(Beginning of RECORD EXCERPTS)

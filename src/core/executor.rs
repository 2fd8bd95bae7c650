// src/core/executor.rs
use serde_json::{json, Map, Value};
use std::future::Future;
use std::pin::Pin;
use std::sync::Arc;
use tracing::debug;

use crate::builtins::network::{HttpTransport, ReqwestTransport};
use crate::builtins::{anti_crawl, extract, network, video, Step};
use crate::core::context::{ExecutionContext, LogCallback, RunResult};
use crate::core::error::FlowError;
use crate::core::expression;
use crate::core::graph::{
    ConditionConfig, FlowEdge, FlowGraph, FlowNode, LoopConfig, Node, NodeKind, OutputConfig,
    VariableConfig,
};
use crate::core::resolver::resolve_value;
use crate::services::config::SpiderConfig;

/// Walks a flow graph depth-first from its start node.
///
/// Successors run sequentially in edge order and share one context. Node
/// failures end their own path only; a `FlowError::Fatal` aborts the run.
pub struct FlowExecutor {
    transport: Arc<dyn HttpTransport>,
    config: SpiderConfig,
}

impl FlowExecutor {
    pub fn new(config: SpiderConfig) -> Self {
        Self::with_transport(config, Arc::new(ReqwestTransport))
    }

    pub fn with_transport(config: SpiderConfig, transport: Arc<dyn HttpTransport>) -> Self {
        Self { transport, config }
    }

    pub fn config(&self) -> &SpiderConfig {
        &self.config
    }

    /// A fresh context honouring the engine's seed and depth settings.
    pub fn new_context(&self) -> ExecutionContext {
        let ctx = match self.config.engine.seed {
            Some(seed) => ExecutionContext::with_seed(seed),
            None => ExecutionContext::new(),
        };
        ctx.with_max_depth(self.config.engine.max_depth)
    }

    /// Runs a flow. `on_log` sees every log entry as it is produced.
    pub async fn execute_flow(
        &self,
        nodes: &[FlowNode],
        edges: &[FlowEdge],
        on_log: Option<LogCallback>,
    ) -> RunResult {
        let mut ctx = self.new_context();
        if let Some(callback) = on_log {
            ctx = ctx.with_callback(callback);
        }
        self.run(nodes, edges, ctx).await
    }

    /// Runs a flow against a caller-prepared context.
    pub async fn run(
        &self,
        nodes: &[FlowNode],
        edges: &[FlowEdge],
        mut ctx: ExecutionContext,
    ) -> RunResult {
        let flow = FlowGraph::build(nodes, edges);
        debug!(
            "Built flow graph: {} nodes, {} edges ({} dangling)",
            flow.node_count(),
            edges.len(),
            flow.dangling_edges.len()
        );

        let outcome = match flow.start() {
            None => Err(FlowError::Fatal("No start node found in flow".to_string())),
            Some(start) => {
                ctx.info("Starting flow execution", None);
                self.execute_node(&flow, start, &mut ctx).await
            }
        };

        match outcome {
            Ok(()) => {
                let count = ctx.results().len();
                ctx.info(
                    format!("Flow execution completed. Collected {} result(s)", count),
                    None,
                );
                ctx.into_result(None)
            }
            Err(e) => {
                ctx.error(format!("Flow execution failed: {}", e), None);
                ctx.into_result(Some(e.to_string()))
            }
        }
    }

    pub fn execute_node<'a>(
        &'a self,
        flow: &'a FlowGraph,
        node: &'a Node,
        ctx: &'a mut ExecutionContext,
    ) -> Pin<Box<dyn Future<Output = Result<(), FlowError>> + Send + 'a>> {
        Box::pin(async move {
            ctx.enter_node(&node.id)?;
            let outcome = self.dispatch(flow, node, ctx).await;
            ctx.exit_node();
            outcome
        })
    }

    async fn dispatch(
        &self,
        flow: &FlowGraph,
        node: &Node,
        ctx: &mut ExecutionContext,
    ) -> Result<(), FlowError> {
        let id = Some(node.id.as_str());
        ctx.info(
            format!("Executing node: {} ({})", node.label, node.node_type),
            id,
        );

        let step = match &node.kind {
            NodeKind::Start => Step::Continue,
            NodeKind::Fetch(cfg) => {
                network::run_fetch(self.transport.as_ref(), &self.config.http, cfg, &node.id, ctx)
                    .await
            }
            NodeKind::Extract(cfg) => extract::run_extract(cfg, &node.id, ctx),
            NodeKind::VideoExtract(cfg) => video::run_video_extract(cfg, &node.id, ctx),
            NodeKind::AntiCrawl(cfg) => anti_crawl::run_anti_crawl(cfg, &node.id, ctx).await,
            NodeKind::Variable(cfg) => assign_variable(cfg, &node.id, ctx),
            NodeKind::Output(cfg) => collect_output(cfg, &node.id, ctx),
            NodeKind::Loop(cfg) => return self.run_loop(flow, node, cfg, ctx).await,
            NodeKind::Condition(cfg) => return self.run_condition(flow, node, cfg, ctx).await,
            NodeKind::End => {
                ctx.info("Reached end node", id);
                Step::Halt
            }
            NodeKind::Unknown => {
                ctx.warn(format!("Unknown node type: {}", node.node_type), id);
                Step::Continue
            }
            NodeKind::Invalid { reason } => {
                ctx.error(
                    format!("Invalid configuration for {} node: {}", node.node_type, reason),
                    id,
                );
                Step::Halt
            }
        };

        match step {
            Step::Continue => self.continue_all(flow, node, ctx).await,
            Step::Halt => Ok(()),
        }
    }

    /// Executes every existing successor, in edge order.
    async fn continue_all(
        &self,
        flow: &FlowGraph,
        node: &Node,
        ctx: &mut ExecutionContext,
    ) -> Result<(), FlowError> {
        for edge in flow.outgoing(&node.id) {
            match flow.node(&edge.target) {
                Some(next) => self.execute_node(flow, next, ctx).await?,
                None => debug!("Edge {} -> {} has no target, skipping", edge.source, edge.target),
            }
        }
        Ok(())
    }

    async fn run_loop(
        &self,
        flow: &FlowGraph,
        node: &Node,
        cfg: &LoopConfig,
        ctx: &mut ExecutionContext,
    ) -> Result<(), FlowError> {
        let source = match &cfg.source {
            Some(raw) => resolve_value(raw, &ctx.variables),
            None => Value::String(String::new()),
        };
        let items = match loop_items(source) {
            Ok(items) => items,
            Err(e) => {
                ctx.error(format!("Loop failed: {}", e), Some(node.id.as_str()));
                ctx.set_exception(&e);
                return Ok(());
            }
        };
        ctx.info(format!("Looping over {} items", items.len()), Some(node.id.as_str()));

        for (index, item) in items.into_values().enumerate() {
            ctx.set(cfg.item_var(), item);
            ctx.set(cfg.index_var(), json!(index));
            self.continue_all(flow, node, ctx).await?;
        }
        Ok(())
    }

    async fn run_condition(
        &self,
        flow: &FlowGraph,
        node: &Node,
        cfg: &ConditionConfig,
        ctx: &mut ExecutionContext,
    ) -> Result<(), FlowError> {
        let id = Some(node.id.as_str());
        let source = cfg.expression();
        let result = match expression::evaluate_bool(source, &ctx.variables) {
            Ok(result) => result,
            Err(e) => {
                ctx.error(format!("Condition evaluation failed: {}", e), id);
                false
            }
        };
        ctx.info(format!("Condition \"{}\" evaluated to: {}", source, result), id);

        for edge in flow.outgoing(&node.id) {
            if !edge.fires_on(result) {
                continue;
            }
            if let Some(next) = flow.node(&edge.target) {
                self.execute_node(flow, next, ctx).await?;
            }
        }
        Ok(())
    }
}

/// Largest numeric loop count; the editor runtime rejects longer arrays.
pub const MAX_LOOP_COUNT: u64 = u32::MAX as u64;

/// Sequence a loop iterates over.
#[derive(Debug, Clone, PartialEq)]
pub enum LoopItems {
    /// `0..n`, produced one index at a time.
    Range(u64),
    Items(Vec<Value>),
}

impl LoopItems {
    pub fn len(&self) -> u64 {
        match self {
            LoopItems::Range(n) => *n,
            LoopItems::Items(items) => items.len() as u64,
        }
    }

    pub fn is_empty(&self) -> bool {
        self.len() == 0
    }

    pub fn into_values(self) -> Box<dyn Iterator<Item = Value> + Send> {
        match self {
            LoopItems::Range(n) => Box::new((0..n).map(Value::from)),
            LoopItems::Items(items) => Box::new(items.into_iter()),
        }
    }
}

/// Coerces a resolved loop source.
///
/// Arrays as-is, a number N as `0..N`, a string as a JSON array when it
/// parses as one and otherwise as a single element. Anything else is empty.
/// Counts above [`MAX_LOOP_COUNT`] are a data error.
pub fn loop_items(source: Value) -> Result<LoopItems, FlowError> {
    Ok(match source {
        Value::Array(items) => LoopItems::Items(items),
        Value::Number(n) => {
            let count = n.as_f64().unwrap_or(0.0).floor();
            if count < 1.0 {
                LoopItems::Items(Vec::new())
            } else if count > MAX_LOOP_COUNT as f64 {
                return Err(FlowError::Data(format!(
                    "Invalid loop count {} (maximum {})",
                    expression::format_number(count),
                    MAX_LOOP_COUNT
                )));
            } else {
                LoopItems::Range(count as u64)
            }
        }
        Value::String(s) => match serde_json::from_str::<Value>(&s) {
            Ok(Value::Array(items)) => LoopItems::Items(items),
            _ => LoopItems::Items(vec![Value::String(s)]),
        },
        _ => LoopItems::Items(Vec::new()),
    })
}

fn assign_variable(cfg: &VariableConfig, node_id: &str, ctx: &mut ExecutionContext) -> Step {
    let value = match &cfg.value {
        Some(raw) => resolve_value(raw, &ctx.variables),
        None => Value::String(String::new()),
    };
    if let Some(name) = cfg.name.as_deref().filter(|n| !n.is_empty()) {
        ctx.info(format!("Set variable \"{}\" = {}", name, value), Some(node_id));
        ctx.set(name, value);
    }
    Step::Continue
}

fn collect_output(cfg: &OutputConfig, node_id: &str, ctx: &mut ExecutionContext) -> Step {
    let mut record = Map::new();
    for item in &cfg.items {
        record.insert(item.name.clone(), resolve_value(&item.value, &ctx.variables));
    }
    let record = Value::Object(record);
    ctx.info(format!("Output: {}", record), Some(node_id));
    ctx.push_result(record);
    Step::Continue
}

(End of RECORD EXCERPTS)
(Beginning of RECORD EXCERPTS)

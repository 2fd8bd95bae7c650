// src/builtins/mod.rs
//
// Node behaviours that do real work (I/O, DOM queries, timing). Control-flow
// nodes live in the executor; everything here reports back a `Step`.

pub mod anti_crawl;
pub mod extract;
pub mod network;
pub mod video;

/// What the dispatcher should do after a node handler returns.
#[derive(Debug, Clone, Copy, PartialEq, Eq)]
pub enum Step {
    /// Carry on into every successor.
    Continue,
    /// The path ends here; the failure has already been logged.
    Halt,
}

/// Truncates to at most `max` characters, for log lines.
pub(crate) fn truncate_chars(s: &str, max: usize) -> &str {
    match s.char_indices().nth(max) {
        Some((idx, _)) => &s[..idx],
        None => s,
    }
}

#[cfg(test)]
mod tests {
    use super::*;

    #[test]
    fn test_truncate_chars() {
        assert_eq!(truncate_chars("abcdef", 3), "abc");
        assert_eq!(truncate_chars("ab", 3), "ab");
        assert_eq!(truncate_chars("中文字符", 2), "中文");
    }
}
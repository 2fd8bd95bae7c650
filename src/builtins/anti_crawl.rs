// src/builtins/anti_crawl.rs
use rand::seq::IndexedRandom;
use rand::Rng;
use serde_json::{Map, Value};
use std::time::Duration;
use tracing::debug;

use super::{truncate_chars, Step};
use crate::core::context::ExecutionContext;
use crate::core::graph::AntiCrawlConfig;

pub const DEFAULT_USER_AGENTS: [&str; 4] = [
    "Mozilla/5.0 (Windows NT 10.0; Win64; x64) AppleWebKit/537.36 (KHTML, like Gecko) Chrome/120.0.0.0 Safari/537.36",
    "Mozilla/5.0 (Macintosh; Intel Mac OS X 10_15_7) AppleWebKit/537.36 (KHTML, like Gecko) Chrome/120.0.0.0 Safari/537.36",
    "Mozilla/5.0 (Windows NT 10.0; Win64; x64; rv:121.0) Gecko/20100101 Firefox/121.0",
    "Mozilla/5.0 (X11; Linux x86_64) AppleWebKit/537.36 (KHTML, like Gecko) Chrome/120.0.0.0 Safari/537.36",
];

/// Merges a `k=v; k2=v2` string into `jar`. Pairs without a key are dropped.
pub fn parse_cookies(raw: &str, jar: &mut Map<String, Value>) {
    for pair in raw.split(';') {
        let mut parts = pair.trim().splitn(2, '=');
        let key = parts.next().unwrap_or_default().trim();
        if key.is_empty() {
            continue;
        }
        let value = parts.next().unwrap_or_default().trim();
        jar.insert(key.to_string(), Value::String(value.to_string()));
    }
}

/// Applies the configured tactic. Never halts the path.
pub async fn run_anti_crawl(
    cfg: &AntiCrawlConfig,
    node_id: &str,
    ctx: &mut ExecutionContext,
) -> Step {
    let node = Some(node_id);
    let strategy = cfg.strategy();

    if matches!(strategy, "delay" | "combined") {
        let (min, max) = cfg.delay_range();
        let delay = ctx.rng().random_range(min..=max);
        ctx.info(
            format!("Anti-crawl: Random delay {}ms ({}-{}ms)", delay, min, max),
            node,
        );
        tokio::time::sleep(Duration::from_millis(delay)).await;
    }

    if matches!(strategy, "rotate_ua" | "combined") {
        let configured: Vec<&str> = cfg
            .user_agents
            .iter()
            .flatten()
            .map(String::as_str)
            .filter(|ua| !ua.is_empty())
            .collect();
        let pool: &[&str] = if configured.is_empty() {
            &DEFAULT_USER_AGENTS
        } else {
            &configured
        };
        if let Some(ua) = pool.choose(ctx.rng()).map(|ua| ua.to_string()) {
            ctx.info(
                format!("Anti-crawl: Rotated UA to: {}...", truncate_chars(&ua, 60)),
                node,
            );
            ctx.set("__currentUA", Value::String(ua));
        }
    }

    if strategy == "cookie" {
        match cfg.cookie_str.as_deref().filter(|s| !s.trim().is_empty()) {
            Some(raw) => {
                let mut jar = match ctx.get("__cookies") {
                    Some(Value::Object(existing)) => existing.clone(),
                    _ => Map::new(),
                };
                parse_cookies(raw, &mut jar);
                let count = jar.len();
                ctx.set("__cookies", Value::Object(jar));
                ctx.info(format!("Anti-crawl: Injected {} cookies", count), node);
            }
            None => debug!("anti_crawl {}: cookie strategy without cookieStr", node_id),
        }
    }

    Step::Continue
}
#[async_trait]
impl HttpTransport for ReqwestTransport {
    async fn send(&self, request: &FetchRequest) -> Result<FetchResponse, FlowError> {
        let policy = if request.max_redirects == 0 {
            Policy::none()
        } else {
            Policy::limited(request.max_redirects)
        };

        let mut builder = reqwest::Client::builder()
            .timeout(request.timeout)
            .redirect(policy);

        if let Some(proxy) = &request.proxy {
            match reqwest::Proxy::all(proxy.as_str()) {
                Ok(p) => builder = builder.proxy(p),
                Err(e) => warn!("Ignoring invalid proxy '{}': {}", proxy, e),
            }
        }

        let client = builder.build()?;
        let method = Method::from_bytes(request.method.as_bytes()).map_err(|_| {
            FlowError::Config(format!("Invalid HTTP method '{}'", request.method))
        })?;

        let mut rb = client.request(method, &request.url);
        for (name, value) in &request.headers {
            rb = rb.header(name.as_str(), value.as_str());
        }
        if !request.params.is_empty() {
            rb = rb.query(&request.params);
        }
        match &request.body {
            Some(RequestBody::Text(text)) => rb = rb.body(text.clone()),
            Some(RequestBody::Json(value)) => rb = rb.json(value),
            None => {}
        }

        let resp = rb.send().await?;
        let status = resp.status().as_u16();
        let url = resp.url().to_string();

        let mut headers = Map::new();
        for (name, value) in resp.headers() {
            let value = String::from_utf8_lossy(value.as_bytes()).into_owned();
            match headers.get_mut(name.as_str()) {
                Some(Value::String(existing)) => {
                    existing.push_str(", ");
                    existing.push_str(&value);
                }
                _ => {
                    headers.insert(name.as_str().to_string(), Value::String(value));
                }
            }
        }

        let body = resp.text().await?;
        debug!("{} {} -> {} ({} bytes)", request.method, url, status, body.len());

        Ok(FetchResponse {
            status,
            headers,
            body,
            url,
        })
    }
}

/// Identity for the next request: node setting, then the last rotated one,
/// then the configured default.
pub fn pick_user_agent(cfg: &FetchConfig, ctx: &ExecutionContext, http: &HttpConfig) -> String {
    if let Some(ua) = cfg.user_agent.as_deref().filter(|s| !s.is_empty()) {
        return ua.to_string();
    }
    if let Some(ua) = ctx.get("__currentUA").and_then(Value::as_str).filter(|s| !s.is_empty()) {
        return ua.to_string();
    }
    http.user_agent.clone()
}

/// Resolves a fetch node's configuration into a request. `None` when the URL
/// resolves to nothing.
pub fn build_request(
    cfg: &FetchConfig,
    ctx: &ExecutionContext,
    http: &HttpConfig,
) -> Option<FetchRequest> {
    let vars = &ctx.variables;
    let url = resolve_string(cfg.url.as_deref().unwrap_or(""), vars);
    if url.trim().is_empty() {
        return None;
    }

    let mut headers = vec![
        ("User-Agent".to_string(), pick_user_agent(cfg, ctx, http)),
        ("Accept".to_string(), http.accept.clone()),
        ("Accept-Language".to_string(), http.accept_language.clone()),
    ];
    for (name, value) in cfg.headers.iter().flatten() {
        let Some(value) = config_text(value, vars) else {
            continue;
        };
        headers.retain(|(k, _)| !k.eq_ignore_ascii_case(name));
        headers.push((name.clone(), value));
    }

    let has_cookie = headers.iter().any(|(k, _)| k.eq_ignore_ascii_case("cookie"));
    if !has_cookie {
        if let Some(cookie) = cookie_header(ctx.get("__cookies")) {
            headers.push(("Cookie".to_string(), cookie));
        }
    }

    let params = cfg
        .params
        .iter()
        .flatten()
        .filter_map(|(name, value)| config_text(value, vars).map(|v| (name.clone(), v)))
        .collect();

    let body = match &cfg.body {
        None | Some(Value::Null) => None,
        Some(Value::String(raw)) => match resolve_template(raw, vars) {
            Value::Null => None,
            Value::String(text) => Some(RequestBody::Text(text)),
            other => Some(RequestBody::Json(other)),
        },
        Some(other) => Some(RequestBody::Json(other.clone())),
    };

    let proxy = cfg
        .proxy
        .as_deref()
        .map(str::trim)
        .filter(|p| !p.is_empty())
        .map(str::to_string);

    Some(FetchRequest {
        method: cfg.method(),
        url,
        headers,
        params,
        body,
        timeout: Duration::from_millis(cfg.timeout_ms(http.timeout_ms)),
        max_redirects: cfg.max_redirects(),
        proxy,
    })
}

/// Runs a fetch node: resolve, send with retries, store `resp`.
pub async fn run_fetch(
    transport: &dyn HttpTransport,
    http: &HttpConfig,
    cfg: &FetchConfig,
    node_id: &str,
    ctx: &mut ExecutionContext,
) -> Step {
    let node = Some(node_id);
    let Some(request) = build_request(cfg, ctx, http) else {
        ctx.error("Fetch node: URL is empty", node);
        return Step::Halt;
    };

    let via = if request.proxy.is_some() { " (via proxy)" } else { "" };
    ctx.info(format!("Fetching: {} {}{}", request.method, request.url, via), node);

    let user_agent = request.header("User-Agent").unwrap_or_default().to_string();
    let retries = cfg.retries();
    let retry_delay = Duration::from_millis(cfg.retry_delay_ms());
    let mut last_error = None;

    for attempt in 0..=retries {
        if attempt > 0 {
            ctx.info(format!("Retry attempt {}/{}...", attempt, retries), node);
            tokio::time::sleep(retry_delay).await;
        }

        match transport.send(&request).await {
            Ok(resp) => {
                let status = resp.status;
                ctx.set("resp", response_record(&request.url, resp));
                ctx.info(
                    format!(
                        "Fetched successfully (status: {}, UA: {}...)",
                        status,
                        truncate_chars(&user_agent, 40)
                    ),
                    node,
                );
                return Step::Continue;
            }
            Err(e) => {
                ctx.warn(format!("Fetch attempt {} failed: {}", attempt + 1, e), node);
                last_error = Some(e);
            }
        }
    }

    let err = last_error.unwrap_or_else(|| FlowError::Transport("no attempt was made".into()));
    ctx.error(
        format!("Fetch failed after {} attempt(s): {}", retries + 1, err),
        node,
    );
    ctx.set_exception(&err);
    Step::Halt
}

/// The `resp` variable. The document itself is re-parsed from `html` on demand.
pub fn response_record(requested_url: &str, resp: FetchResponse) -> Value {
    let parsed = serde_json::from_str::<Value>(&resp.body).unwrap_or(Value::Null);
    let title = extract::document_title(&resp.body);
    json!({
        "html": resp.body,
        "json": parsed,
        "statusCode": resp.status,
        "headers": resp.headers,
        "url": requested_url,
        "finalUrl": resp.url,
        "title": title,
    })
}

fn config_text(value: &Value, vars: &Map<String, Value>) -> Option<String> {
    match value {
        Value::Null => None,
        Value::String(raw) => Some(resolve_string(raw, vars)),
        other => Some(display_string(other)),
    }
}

(End of RECORD EXCERPTS)

Look through the entries above; copy each line where the string "seed" appears.

> RESPONSE TO THE EXERCISE
    /// A fresh context honouring the engine's seed and depth settings.
        let ctx = match self.config.engine.seed {
            Some(seed) => ExecutionContext::with_seed(seed),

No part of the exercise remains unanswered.